Aim of the exercise: Would you show every line from the records that holds "this"?

Collected data:
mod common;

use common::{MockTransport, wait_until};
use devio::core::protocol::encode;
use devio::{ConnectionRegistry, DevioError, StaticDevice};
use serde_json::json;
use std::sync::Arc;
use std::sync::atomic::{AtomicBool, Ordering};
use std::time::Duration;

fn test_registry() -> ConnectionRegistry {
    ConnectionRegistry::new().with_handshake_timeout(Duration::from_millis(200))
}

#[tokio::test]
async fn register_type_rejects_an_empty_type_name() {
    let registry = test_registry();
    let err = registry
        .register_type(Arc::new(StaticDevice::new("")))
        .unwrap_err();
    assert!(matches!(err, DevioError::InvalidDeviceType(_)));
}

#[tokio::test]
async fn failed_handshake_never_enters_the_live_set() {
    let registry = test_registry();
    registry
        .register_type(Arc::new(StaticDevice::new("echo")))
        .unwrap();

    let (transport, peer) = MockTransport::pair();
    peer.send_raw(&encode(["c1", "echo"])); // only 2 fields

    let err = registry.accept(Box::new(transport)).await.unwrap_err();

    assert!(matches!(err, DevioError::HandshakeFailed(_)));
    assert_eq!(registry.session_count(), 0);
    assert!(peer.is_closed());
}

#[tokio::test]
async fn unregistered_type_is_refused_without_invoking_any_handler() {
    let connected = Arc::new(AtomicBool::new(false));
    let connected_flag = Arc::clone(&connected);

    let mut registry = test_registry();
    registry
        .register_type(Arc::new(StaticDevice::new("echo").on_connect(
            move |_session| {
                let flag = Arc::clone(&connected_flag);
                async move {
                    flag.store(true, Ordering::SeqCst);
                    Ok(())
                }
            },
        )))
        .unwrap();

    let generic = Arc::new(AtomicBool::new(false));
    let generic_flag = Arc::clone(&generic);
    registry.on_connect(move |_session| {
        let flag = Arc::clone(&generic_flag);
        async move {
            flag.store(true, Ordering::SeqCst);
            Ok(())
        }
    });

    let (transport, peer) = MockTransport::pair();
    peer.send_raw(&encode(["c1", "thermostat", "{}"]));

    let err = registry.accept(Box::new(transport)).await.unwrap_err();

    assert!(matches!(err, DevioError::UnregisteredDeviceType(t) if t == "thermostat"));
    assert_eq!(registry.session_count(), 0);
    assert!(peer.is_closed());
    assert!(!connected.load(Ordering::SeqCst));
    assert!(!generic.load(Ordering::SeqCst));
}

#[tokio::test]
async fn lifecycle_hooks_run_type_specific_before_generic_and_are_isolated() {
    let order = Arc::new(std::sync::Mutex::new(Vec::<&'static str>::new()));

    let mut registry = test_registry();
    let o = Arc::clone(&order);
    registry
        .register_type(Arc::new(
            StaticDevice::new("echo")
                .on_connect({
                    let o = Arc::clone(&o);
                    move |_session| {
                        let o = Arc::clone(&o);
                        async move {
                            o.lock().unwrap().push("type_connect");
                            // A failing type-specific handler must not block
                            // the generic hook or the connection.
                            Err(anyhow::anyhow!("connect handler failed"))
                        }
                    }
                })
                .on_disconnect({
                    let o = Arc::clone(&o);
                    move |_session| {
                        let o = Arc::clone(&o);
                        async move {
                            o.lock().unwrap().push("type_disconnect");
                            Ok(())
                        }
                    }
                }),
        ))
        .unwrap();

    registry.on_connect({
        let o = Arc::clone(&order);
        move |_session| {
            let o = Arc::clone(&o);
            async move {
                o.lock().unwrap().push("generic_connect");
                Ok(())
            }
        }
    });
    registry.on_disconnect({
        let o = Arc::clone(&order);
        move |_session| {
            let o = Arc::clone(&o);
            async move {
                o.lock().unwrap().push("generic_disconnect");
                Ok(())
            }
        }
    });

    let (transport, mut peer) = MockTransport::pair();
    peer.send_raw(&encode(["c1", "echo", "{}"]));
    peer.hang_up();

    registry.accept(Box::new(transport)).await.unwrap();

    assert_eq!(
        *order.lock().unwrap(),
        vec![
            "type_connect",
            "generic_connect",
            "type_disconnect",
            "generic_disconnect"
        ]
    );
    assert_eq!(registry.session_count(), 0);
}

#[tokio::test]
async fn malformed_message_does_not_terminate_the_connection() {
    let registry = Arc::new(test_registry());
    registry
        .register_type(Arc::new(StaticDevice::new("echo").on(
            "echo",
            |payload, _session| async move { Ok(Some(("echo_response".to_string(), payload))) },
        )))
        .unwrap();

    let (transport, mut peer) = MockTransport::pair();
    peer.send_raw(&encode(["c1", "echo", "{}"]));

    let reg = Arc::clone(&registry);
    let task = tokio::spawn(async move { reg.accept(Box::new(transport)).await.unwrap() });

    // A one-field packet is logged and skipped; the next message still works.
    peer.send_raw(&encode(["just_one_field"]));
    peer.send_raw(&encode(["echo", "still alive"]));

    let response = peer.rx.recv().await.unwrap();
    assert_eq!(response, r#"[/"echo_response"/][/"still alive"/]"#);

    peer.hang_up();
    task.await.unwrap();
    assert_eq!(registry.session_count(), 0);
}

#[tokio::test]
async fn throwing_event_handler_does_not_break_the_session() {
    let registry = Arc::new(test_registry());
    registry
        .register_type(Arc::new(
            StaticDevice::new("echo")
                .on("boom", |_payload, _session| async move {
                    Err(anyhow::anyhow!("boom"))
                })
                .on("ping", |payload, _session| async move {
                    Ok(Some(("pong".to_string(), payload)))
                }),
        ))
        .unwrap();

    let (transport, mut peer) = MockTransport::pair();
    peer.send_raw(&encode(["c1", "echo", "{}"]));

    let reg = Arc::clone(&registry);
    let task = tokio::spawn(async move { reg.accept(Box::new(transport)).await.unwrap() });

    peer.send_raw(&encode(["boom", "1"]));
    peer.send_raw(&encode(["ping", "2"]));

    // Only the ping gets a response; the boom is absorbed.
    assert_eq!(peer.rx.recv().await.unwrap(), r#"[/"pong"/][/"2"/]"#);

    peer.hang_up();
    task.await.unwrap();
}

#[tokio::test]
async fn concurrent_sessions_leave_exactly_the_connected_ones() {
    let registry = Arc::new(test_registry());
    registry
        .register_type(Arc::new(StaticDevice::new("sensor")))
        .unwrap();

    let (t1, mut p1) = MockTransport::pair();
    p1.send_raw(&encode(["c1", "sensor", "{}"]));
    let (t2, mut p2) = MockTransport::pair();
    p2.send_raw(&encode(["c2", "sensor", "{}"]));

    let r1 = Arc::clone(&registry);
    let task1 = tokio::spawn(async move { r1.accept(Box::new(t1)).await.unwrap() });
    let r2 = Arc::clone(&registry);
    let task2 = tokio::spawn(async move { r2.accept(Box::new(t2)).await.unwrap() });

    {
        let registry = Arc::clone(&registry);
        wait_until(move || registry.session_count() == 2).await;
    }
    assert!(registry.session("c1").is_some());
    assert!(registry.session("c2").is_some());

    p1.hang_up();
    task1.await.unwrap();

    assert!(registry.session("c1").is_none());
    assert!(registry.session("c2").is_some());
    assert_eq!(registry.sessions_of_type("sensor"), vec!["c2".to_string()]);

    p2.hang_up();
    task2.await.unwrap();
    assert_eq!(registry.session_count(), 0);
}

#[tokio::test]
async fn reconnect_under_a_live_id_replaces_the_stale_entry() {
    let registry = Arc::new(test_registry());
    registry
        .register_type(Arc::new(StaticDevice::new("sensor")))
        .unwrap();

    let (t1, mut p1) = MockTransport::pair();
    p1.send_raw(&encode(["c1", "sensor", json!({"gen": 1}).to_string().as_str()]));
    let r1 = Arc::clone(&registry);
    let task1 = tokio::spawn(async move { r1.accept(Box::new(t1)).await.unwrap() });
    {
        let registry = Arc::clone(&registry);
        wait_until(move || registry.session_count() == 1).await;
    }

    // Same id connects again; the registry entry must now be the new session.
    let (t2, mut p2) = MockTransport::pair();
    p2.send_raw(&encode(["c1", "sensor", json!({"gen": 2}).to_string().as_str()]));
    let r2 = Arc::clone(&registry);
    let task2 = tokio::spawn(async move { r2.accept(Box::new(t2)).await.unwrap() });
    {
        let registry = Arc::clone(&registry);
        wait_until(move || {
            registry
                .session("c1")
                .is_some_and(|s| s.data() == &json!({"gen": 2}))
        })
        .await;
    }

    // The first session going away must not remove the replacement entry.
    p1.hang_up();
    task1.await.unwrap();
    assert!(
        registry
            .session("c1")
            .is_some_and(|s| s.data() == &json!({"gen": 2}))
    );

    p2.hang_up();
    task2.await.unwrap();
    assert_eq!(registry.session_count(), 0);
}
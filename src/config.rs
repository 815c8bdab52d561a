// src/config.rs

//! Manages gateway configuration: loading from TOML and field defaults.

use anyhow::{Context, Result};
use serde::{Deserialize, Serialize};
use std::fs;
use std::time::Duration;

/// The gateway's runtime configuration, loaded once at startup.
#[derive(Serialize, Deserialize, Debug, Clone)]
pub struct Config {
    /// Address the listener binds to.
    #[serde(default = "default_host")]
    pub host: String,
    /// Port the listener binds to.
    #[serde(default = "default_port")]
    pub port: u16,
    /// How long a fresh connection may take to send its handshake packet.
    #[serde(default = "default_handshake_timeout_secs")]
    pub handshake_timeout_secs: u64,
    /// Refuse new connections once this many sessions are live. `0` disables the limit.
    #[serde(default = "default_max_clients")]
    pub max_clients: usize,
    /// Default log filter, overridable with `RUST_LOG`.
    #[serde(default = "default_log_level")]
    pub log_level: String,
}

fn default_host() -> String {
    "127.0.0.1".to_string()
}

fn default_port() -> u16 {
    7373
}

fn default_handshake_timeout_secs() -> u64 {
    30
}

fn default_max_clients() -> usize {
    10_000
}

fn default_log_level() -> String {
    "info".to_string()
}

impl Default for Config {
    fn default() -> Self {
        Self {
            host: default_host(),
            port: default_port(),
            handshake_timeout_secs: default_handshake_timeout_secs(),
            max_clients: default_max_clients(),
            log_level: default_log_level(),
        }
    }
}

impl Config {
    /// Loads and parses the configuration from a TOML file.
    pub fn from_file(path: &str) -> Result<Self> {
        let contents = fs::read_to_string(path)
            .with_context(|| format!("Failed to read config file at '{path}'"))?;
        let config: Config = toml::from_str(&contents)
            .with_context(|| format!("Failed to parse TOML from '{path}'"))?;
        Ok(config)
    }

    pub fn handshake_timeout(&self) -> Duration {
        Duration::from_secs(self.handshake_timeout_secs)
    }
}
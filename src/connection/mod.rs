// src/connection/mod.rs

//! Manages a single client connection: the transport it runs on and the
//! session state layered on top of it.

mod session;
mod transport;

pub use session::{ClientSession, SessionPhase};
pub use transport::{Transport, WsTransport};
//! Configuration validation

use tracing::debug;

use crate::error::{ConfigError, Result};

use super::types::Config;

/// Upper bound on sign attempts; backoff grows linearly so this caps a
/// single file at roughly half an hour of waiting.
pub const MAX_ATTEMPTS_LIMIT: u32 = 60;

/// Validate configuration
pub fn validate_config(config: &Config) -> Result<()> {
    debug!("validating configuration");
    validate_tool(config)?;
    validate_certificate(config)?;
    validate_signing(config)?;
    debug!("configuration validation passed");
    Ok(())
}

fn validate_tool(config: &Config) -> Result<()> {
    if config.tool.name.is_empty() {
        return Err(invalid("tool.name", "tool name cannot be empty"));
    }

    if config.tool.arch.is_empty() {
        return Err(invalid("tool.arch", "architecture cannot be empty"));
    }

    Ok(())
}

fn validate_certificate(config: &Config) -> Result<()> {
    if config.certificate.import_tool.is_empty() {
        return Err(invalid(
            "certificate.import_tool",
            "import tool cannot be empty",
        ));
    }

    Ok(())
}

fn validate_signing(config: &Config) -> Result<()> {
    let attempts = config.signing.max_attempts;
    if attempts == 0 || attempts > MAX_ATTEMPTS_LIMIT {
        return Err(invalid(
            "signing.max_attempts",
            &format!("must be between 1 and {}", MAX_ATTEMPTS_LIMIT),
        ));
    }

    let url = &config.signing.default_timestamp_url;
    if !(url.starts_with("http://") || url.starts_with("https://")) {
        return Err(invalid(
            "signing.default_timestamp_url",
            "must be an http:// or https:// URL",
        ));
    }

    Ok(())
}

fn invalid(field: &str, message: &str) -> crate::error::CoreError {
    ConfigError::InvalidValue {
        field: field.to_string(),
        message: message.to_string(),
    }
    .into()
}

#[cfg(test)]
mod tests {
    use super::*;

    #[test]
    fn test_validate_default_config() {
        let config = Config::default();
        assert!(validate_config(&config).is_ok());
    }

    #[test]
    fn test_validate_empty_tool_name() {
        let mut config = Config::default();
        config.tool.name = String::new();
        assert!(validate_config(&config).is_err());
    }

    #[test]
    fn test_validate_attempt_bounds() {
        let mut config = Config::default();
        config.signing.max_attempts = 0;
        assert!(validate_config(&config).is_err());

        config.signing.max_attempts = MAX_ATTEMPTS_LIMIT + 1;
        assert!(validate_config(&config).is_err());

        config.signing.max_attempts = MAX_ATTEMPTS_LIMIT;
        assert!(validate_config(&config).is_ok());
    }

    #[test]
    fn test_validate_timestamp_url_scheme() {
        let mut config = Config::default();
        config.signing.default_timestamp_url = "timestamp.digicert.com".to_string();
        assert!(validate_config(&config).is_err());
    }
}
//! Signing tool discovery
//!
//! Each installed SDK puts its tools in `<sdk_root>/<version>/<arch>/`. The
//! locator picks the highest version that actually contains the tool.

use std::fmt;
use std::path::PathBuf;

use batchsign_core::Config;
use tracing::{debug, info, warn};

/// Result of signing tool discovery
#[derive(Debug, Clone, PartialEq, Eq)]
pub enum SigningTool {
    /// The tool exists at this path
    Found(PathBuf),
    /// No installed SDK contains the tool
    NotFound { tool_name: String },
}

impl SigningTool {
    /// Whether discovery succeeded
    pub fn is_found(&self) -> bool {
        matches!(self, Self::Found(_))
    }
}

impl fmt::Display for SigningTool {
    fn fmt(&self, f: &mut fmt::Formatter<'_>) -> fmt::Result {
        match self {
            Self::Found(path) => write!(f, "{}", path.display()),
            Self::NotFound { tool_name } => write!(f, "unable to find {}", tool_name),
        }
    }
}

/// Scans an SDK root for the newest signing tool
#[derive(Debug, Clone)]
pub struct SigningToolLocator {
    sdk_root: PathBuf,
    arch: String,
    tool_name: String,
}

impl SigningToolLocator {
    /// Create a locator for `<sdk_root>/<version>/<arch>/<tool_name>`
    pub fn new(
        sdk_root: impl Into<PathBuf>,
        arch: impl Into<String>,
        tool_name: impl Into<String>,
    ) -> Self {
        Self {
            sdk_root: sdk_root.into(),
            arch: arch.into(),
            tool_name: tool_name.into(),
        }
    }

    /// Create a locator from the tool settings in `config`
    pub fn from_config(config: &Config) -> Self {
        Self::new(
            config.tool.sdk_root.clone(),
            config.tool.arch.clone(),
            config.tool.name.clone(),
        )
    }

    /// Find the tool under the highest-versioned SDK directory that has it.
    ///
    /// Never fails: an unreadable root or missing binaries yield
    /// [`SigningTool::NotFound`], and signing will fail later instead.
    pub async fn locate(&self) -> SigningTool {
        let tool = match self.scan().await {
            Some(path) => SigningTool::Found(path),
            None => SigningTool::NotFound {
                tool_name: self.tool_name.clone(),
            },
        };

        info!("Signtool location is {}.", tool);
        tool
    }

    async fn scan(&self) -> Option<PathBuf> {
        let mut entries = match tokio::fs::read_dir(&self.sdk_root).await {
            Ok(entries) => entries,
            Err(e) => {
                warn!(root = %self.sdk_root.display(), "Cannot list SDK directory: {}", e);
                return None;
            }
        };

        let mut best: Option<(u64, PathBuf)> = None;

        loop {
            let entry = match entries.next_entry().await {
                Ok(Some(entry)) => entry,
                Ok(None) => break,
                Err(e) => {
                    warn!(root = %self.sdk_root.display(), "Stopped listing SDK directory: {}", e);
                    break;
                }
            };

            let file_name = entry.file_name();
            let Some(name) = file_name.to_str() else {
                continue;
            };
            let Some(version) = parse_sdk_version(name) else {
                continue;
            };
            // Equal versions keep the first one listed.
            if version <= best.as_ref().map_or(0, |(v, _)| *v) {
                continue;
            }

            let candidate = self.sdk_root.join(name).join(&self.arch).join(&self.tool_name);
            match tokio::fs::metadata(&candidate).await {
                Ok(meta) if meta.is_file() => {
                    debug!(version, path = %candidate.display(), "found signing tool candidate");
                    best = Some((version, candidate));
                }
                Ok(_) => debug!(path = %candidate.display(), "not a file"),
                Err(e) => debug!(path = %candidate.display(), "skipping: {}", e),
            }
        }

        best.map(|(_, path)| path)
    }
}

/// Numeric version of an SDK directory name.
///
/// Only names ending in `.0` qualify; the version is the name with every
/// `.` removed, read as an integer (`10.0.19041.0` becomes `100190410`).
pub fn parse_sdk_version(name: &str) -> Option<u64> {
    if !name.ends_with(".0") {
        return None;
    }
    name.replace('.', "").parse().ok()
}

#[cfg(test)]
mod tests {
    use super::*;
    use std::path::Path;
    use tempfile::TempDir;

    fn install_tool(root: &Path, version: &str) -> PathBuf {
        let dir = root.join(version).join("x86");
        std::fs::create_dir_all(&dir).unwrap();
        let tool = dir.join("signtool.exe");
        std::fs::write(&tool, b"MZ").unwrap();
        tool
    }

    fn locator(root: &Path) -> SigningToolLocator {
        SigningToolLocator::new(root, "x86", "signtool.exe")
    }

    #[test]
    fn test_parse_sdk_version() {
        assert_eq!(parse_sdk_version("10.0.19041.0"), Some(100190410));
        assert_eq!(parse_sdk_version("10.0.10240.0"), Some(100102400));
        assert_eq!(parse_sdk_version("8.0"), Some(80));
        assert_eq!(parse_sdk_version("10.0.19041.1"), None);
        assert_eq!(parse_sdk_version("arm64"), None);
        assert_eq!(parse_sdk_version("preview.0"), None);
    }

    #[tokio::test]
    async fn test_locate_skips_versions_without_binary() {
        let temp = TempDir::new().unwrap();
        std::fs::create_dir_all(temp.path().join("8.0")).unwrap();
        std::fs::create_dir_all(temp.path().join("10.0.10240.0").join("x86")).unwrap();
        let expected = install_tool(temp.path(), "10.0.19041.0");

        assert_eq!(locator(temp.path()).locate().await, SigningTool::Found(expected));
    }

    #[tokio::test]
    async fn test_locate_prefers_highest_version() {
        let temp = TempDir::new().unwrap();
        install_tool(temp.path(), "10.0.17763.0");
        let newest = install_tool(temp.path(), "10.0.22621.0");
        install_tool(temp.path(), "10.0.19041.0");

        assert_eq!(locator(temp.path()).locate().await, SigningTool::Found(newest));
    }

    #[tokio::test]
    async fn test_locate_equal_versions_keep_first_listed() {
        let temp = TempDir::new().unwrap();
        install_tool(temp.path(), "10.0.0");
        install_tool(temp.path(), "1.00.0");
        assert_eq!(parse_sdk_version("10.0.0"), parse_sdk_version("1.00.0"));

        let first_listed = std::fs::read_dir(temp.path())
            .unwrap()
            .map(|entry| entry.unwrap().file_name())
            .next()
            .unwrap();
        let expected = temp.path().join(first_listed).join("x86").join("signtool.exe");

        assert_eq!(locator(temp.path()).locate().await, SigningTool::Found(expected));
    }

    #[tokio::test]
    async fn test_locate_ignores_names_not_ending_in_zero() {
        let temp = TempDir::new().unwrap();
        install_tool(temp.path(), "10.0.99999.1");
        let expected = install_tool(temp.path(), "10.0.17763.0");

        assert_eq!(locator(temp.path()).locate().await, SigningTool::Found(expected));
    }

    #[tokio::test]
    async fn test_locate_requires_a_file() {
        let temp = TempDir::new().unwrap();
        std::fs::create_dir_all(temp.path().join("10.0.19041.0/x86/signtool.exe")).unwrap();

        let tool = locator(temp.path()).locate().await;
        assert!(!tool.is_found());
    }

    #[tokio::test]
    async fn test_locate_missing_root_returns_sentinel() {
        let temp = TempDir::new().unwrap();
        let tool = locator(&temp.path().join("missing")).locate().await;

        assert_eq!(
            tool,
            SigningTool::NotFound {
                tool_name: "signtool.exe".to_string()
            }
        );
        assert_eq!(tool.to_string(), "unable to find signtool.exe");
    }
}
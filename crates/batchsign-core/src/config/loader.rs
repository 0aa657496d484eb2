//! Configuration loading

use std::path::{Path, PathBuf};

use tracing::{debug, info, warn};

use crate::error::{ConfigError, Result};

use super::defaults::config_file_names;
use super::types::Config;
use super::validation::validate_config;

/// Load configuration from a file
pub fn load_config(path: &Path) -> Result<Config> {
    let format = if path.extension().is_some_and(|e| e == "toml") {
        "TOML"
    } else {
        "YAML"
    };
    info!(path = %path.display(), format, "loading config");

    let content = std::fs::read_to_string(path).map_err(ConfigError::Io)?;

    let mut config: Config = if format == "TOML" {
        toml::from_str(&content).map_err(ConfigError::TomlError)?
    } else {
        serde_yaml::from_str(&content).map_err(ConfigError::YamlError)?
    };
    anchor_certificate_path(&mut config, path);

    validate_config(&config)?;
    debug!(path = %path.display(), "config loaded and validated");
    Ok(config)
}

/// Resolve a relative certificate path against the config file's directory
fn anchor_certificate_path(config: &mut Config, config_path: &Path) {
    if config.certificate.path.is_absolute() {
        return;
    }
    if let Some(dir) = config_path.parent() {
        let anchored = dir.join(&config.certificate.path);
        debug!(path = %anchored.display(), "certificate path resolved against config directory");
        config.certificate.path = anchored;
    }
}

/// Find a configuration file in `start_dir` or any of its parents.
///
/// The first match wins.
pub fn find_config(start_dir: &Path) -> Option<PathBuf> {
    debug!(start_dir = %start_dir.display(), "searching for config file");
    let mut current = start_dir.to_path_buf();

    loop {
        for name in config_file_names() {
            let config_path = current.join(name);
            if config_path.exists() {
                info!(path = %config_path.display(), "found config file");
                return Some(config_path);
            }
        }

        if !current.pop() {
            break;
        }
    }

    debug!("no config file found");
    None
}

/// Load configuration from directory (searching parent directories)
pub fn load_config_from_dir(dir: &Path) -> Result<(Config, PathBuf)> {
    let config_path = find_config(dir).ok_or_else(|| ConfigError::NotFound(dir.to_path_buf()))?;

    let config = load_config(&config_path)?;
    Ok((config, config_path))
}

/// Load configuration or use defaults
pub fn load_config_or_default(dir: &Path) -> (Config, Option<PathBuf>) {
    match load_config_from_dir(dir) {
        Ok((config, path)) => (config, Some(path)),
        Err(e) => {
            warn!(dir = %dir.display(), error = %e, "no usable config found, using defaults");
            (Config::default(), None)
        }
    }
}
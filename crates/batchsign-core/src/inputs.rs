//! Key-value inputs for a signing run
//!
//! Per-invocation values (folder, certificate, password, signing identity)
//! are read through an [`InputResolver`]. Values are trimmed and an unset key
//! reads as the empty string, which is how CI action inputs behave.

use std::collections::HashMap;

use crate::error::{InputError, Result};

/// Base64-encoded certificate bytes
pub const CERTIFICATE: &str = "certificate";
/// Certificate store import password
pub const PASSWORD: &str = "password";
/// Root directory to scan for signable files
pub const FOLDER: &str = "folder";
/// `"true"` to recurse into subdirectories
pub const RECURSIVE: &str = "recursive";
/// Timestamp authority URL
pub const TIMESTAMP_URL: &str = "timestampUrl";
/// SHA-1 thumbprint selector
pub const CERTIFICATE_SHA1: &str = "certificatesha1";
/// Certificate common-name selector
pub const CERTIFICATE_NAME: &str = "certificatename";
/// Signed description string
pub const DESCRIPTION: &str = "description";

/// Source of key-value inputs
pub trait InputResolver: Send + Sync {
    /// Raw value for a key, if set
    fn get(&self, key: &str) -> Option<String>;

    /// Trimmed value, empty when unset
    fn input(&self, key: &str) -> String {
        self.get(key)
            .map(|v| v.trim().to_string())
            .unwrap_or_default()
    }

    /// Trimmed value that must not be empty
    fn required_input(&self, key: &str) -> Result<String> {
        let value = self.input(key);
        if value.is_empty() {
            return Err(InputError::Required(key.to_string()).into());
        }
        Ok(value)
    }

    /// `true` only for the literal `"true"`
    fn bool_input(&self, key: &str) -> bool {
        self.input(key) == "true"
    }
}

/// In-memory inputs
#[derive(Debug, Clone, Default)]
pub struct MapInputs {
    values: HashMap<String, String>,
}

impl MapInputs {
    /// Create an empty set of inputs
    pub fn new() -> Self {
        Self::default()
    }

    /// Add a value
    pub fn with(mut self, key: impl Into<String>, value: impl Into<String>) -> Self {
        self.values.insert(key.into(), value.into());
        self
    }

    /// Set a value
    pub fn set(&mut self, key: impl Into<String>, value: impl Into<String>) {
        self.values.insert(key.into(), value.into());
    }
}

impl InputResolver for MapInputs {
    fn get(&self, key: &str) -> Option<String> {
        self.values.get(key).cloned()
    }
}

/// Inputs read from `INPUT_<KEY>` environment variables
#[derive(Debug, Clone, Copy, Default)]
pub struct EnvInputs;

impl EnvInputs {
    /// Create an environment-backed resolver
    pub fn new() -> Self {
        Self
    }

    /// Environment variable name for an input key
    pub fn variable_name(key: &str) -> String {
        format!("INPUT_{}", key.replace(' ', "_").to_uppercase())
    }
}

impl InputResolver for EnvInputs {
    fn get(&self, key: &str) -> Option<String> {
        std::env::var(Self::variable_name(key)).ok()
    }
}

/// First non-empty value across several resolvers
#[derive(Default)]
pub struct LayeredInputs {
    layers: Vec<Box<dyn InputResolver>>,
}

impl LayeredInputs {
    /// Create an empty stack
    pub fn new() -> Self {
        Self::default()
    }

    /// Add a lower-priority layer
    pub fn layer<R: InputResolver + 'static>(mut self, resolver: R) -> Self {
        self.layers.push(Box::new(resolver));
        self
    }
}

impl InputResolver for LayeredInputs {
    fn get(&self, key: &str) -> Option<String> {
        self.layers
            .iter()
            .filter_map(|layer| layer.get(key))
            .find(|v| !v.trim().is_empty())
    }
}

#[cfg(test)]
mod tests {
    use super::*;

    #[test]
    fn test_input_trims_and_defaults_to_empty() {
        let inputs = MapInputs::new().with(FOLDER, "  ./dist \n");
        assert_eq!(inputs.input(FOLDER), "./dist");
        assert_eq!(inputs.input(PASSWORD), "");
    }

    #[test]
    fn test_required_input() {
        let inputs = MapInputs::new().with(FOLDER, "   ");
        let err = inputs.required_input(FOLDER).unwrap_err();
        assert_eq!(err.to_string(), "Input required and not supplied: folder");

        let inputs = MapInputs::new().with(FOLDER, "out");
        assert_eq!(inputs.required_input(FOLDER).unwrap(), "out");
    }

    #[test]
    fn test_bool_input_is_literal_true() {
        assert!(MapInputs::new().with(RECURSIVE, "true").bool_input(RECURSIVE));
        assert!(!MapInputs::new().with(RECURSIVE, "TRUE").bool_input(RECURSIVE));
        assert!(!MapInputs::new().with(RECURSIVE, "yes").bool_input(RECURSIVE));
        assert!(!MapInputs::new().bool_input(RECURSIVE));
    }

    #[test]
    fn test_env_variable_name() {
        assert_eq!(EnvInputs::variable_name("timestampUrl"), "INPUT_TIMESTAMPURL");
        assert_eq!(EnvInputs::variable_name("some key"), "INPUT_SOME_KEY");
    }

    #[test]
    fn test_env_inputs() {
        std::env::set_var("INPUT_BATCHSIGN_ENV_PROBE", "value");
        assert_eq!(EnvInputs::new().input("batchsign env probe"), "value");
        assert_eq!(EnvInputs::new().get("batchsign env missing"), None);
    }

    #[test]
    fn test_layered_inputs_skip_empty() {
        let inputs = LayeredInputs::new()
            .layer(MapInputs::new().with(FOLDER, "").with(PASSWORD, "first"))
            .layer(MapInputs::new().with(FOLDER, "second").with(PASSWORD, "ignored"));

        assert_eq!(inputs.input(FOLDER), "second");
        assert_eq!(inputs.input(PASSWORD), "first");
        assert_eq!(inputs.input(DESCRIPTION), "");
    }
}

Answer for the task:
    /// Refuse new connections once this many sessions are live. `0` disables the limit.
/// Upper bound on sign attempts; backoff grows linearly so this caps a
    /// The tool exists at this path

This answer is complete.